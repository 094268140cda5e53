//! CPU execution engine.
//!
//! Implements the fetch-decode-execute cycle against a cycle budget.
//! Cycles are charged as the instruction runs and the budget is only
//! checked between instructions, so the last instruction of a run may
//! overrun it.

use crate::cpu::addressing::{self, Operand};
use crate::cpu::decode::{self, AddressingMode, Instruction};
use crate::cpu::{Memory, Registers};
use crate::disasm::disassemble_at;
use log::{debug, trace, warn};
use thiserror::Error;

/// Total cost of JSR, opcode and operand fetches included.
const JSR_CYCLES: u32 = 6;

/// Cycle accounting for one `execute` call.
#[derive(Debug, Clone, Copy, PartialEq, Eq)]
pub struct Cycles {
    remaining: i64,
    spent: u64,
}

impl Cycles {
    /// Start an accounting run with `budget` cycles available.
    pub fn new(budget: u32) -> Self {
        Self {
            remaining: budget as i64,
            spent: 0,
        }
    }

    /// Charge one cycle.
    #[inline]
    pub fn tick(&mut self) {
        self.charge(1);
    }

    /// Charge `n` cycles. Going below zero is allowed.
    #[inline]
    pub fn charge(&mut self, n: u32) {
        self.remaining -= n as i64;
        self.spent += n as u64;
    }

    /// Charge whatever is left to bring an instruction that started at
    /// `start` up to `total` cycles.
    pub fn settle(&mut self, start: u64, total: u32) {
        let used = self.spent - start;
        if used < total as u64 {
            self.charge((total as u64 - used) as u32);
        }
    }

    /// Cycles left in the budget; negative after an overrun.
    pub fn remaining(&self) -> i64 {
        self.remaining
    }

    /// Cycles charged so far.
    pub fn spent(&self) -> u64 {
        self.spent
    }

    /// Whether the budget is used up, i.e. no further instruction starts.
    pub fn exhausted(&self) -> bool {
        self.remaining <= 0
    }
}

/// The 6502 CPU: registers plus the memory it exclusively owns.
#[derive(Clone)]
pub struct Cpu {
    /// CPU registers.
    pub regs: Registers,
    /// Main memory.
    pub mem: Memory,
    /// Cycles consumed since construction or reset.
    cycles: u64,
    /// Last decoded instruction (for debugging).
    last_instr: Option<(Instruction, AddressingMode)>,
}

impl Cpu {
    /// Create a CPU in its power-on state with zeroed memory.
    pub fn new() -> Self {
        Self {
            regs: Registers::new(),
            mem: Memory::new(),
            cycles: 0,
            last_instr: None,
        }
    }

    /// Reset registers and flags and replace memory with a fresh zeroed
    /// bus. Any loaded program is gone afterwards.
    pub fn reset(&mut self) {
        self.regs.reset();
        self.mem = Memory::new();
        self.cycles = 0;
        self.last_instr = None;
    }

    /// Run instructions until `budget` cycles have been consumed.
    ///
    /// An instruction is always completed once started, so more cycles than
    /// `budget` may be used. On error, state changes made before the failure
    /// are kept.
    pub fn execute(&mut self, budget: u32) -> Result<(), CpuError> {
        debug!("executing {} cycles from PC=${:04X}", budget, self.regs.pc);

        let mut cycles = Cycles::new(budget);
        let mut result = Ok(());
        while !cycles.exhausted() {
            if let Err(e) = self.step_with(&mut cycles) {
                result = Err(e);
                break;
            }
        }
        self.cycles += cycles.spent();

        match &result {
            Ok(()) => debug!(
                "spent {} cycles ({} remaining), PC=${:04X}",
                cycles.spent(),
                cycles.remaining(),
                self.regs.pc
            ),
            Err(e) => warn!("execution aborted after {} cycles: {}", cycles.spent(), e),
        }
        result
    }

    /// Execute a single instruction regardless of any budget.
    ///
    /// Returns the number of cycles it took.
    pub fn step(&mut self) -> Result<u32, CpuError> {
        let mut cycles = Cycles::new(0);
        let result = self.step_with(&mut cycles);
        self.cycles += cycles.spent();
        result.map(|()| cycles.spent() as u32)
    }

    fn step_with(&mut self, cycles: &mut Cycles) -> Result<(), CpuError> {
        let start = cycles.spent();
        let pc = self.regs.pc;
        let opcode = self.fetch_byte(cycles);

        let (instruction, mode) = decode::decode(opcode).ok_or(CpuError::UnknownOpcode(opcode))?;
        if log::log_enabled!(log::Level::Trace) {
            let (text, _) = disassemble_at(&self.mem, pc);
            trace!("${:04X}: {:02X}  {}", pc, opcode, text);
        }
        self.last_instr = Some((instruction, mode));

        match instruction {
            Instruction::Lda => self.lda(mode, cycles),
            Instruction::Jsr => self.jsr(mode, cycles, start),
            _ => Err(CpuError::UnhandledInstruction(instruction)),
        }
    }

    /// Resolve the operand for `instruction`, rejecting modes its handler
    /// does not accept.
    fn resolve(
        &mut self,
        instruction: Instruction,
        mode: AddressingMode,
        cycles: &mut Cycles,
    ) -> Result<Operand, CpuError> {
        let unhandled = CpuError::UnhandledAddressingMode { instruction, mode };
        if !instruction.modes().contains(&mode) {
            return Err(unhandled);
        }
        let resolve = addressing::resolver(mode).ok_or(unhandled)?;
        let operand = resolve(self, cycles);
        trace!("{} {} -> {:?}", instruction, mode, operand);
        Ok(operand)
    }

    /// Read the byte an operand refers to, charging the read.
    fn load_operand(&mut self, operand: Operand, cycles: &mut Cycles) -> u8 {
        match operand {
            Operand::Value(value) => value,
            Operand::Address(addr) => self.read_byte(addr, cycles),
        }
    }

    fn lda(&mut self, mode: AddressingMode, cycles: &mut Cycles) -> Result<(), CpuError> {
        let operand = self.resolve(Instruction::Lda, mode, cycles)?;
        let value = self.load_operand(operand, cycles);
        self.regs.set_a(value);
        Ok(())
    }

    fn jsr(&mut self, mode: AddressingMode, cycles: &mut Cycles, start: u64) -> Result<(), CpuError> {
        let target = match self.resolve(Instruction::Jsr, mode, cycles)? {
            Operand::Address(addr) => addr,
            Operand::Value(_) => {
                return Err(CpuError::UnhandledAddressingMode {
                    instruction: Instruction::Jsr,
                    mode,
                })
            }
        };

        // PC now points past the operand; that is the return address.
        let [lo, hi] = self.regs.pc.to_le_bytes();
        let sp = self.regs.sp;
        self.mem.write(sp.wrapping_sub(1), hi);
        self.mem.write(sp.wrapping_sub(2), lo);
        self.regs.sp = sp.wrapping_sub(2);
        self.regs.jump(target);

        cycles.settle(start, JSR_CYCLES);
        Ok(())
    }

    /// Read the byte at PC and advance PC. One cycle.
    pub(crate) fn fetch_byte(&mut self, cycles: &mut Cycles) -> u8 {
        let pc = self.regs.advance_pc();
        cycles.tick();
        self.mem.read(pc)
    }

    /// Read a little-endian word from the instruction stream. Two cycles.
    pub(crate) fn fetch_word(&mut self, cycles: &mut Cycles) -> u16 {
        let lo = self.fetch_byte(cycles);
        let hi = self.fetch_byte(cycles);
        u16::from_le_bytes([lo, hi])
    }

    /// One cycle.
    pub(crate) fn read_byte(&mut self, addr: u16, cycles: &mut Cycles) -> u8 {
        cycles.tick();
        self.mem.read(addr)
    }

    /// Two cycles.
    pub(crate) fn read_word(&mut self, addr: u16, cycles: &mut Cycles) -> u16 {
        let lo = self.read_byte(addr, cycles);
        let hi = self.read_byte(addr.wrapping_add(1), cycles);
        u16::from_le_bytes([lo, hi])
    }

    /// Total cycles consumed since construction or reset.
    pub fn cycles(&self) -> u64 {
        self.cycles
    }

    /// Get the last decoded instruction.
    pub fn last_instruction(&self) -> Option<(Instruction, AddressingMode)> {
        self.last_instr
    }
}

impl Default for Cpu {
    fn default() -> Self {
        Self::new()
    }
}

impl std::fmt::Debug for Cpu {
    fn fmt(&self, f: &mut std::fmt::Formatter<'_>) -> std::fmt::Result {
        f.debug_struct("Cpu")
            .field("cycles", &self.cycles)
            .field("regs", &self.regs)
            .field("mem", &self.mem)
            .finish()
    }
}

impl std::fmt::Display for Cpu {
    fn fmt(&self, f: &mut std::fmt::Formatter<'_>) -> std::fmt::Result {
        let regs = &self.regs;
        writeln!(f, "CPU {{")?;
        writeln!(f, "    PC: 0x{:04X}", regs.pc)?;
        writeln!(f, "    SP: 0x{:04X}", regs.sp)?;
        writeln!(f, "    A: 0x{:02X}", regs.a)?;
        writeln!(f, "    X: 0x{:02X}", regs.x)?;
        writeln!(f, "    Y: 0x{:02X}", regs.y)?;
        writeln!(f, "    Flags(0x{:02X}) {{", regs.status.bits())?;
        for (name, set) in regs.status.named() {
            writeln!(f, "        {}: {}", name, set)?;
        }
        writeln!(f, "    }}")?;
        write!(f, "}}")
    }
}

/// Errors that abort an `execute` call.
#[derive(Debug, Clone, PartialEq, Eq, Error)]
pub enum CpuError {
    #[error("unknown opcode: 0x{0:02X}")]
    UnknownOpcode(u8),

    #[error("no handler for instruction {0}")]
    UnhandledInstruction(Instruction),

    #[error("{instruction} does not support {mode} addressing")]
    UnhandledAddressingMode {
        instruction: Instruction,
        mode: AddressingMode,
    },
}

_ _ _

* TASK REQUIREMENTS *
Your task is to copy each line of the data above that holds "status".

* SOLUTION TO THE EXERCISE *
        writeln!(f, "    Flags(0x{:02X}) {{", regs.status.bits())?;
        for (name, set) in regs.status.named() {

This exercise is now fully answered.